Retrotopia is another lens in which to see another possible future, but to take hold of that, as a global society, does require a lot of humility. Relinquishing our hold on the dream of endless progress and being more powerful than Nature itself is going to be very psychically disturbing on a very large scale.

9/9/16, 7:31 PM

pygmycory said...
JMG, I could write it from the perspective of a gondorian academic, possibly supposedly coauthored by someone like Arwen or a Mirkwood elf. That could work, and it would be fun to make references to academic disputes that don't exist. If I do, I'll let you know when I put it up.

9/9/16, 8:13 PM

jessi thompson said...
For the actual survivalist bunkers, it might make sense to talk about the wars over who got to hold the bunkers as successive groups take them. But that would be a part of the dystopian future where we collapse quickly and everyone fails to make the transition, not Mr. Greer's narrative.

9/9/16, 9:35 PM

Hammer said...
JMG, I will miss Retrotopia because it gives me a break from thinking about the disastrous hardships of the future.

It's a weekly ritual: every wednesday night I go to the Archdruid report, and if the post is non-Retrotopia, I read it and worry about how the future is going to be so bad. Throughout the next day I feel empty and sad.

Then on Thursday I read one or two older posts from a few years ago, and become intrigued and interested, and my fear disappears. And the process repeats next week.

With Retrotopia I gained some relief every other week, but now it's gone. Actually I wonder whether this is a good thing. I'll get over my initial fears more quickly, and then I can start planning and acquiring the knowledge I need.


When I first joined, you said there are 5 stages of adjusting to the prospect of the real future, and the first one could be compared to the death of a family member.

Yet I only experience that feeling every Thursday for a few hours, and it's only as strong as the death of a pet fish, if I had one.

I have been in a bubble of privilege for my entire life and have never experienced any hardships. The most difficult thing that ever happened to me is adjusting to a college lifestyle, and that was solved in a few days.

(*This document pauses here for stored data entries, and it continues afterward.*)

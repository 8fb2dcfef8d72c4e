use crate::predictor::{load_classifier, Predictor};
use crate::submission::{read_info, write_submission};
use crate::InferenceBackend;
use clap::Parser;
use cli_support::{resize_from_values, EvalDirArgs, EvalDirOpts};
use face_dataset::{
    ChannelStats, DatasetConfig, FaceLoader, NUM_AGE_CLASSES, NUM_GENDER_CLASSES,
    NUM_MASK_CLASSES, NUM_MULTI_CLASSES,
};
use models::ModelKind;
use std::path::PathBuf;

#[derive(Parser, Debug, Clone)]
#[command(
    name = "infer",
    about = "Predict combined face attribute classes for an evaluation folder"
)]
pub struct InferArgs {
    #[command(flatten)]
    pub dirs: EvalDirArgs,
    /// Classifier over the combined label.
    #[arg(long, conflicts_with_all = ["mask_ckpt", "gender_ckpt", "age_ckpt"])]
    pub checkpoint: Option<PathBuf>,
    #[arg(long, requires_all = ["gender_ckpt", "age_ckpt"])]
    pub mask_ckpt: Option<PathBuf>,
    #[arg(long, requires_all = ["mask_ckpt", "age_ckpt"])]
    pub gender_ckpt: Option<PathBuf>,
    #[arg(long, requires_all = ["mask_ckpt", "gender_ckpt"])]
    pub age_ckpt: Option<PathBuf>,
    /// Output classes of the age head (3 buckets or 11 fine classes).
    #[arg(long, default_value_t = NUM_AGE_CLASSES)]
    pub age_classes: usize,
    /// BaseModel, WideModel or DeepModel.
    #[arg(long, value_parser = ModelKind::from_key, default_value = "BaseModel")]
    pub model: ModelKind,
    /// Output classes of `--checkpoint`.
    #[arg(long, default_value_t = NUM_MULTI_CLASSES)]
    pub num_classes: usize,
    /// Image size as `HEIGHT WIDTH` or `HEIGHTxWIDTH`.
    #[arg(long, num_args = 1..=2, value_names = ["HEIGHT", "WIDTH"], default_values = ["512", "384"])]
    pub resize: Vec<String>,
    #[arg(long, default_value_t = 64)]
    pub batch_size: usize,
    /// Per-channel mean, e.g. `0.548,0.504,0.479`.
    #[arg(long, value_delimiter = ',')]
    pub mean: Option<Vec<f32>>,
    /// Per-channel std, e.g. `0.237,0.247,0.246`.
    #[arg(long, value_delimiter = ',')]
    pub std: Option<Vec<f32>>,
    #[arg(long)]
    pub num_workers: Option<usize>,
}

#[derive(Debug, Clone)]
pub struct InferReport {
    pub output_path: PathBuf,
    pub predictions: Vec<u8>,
}

fn channels(values: &[f32], flag: &str) -> anyhow::Result<[f32; 3]> {
    <[f32; 3]>::try_from(values)
        .map_err(|_| anyhow::anyhow!("--{flag} expects 3 values, got {}", values.len()))
}

impl InferArgs {
    /// `(width, height)` fed to the transform pipeline.
    pub fn target_size(&self) -> anyhow::Result<(u32, u32)> {
        resize_from_values(&self.resize).map_err(anyhow::Error::msg)
    }

    pub fn stats(&self) -> anyhow::Result<ChannelStats> {
        let mut stats = ChannelStats::default();
        if let Some(mean) = &self.mean {
            stats.mean = channels(mean, "mean")?;
        }
        if let Some(std) = &self.std {
            stats.std = channels(std, "std")?;
            if stats.std.iter().any(|s| *s <= 0.0) {
                anyhow::bail!("--std values must be positive");
            }
        }
        Ok(stats)
    }

    fn predictor(
        &self,
        device: &<InferenceBackend as burn::tensor::backend::Backend>::Device,
    ) -> anyhow::Result<Predictor<InferenceBackend>> {
        match (&self.checkpoint, &self.mask_ckpt, &self.gender_ckpt, &self.age_ckpt) {
            (Some(path), None, None, None) => Ok(Predictor::Single(load_classifier(
                path,
                self.model,
                self.num_classes,
                device,
            )?)),
            (None, Some(mask), Some(gender), Some(age)) => Ok(Predictor::MultiHead {
                mask: load_classifier(mask, self.model, NUM_MASK_CLASSES, device)?,
                gender: load_classifier(gender, self.model, NUM_GENDER_CLASSES, device)?,
                age: load_classifier(age, self.model, self.age_classes, device)?,
            }),
            _ => anyhow::bail!(
                "pass either --checkpoint or all of --mask-ckpt, --gender-ckpt and --age-ckpt"
            ),
        }
    }
}

pub fn run_inference(args: InferArgs) -> anyhow::Result<InferReport> {
    let device = <InferenceBackend as burn::tensor::backend::Backend>::Device::default();
    let opts = EvalDirOpts::from(&args.dirs);
    let predictor = args.predictor(&device)?;
    log::info!("{}", predictor.describe());

    let info = read_info(&opts.info_csv)?;
    log::info!("{} images listed in {}", info.len(), opts.info_csv.display());
    let cfg = DatasetConfig {
        target_size: args.target_size()?,
        stats: args.stats()?,
        shuffle: false,
        drop_last: false,
        num_workers: args.num_workers,
        ..DatasetConfig::default()
    };
    let loader = FaceLoader::from_paths(info.image_paths(&opts.image_dir), args.batch_size, cfg)?;

    let mut predictions = Vec::with_capacity(loader.len());
    let mut iter = loader.epoch(0);
    while let Some(batch) = iter.next_batch::<InferenceBackend>(&device)? {
        predictions.extend(predictor.predict(&batch));
    }
    write_submission(&opts.output_path, &info, &predictions)?;
    log::info!("test inference is done; wrote {}", opts.output_path.display());
    Ok(InferReport {
        output_path: opts.output_path,
        predictions,
    })
}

Perhaps I am not feeling any grief because I have no hardship to compare the upcoming economic collapse to? Or am I just feeling it slowly, week by week? What have other readers said in the past, JMG?

9/9/16, 9:37 PM

jessi thompson said...
If that invention ever hits the market it might just be the thing that makes me cash in my chips and move to remote Alaska. Nuclear scares the bejeezus out of me, because I have worked at far too many jobs in a wide variety of industries and if you're working to make a profit I know you're cutting corners somewhere, it's the way the game is played.

9/9/16, 9:51 PM

jessi thompson said...
Funny you should mention, I just visited our local Renfair, and it's full of what you might call "cosplayers" and also includes resources for pagans and all sorts of equipment for members if the society for creative anachronism. It's a hotbed of ancient skills from metal smithing and sword combat and falconry to sewing, darning, archery, lace making, and even making chainmail. It's in the middle of farm country, too...

9/9/16, 9:57 PM

jessi thompson said...
Follow up question: is bristol Wisconsin in lakeland? Or is it part of the chicago republic? (It was the bristol renfair)

9/9/16, 9:59 PM

jessi thompson said...
Another option would be a substantive crush, where they both just barely restrain themselves from doing the deed. You could build a lot of sexual tension that way and never fully release it, except maybe a meaningful glance when they both realize they will be seeing each other a lot more in the future, or some such hint that they might abandon propriety with wild abandon some ambiguous point after the end of the book. Just a thought.

9/9/16, 10:32 PM

jessi thompson said...
That's disturbing. I remember seeing a lot of bizarre plants out walking the summer after Fukushima (in Illinois). Dandelions with really fat stems, flowers that were unusually large or unusually small, etc. I suspect we all got a lot more radiation than we were told during the initial meltdown before the containment.

9/9/16, 10:42 PM

jessi thompson said...
There are a few issues with this. First of all, how certain are you that human civilization can retain the capability ofsafely handling nuclear waste over thousands of years? No human civilization has ever lasted that long, statistics tell you that we will lose the ability to contain the mess long before the waste is safe and (hopefully) long before humans go extinct.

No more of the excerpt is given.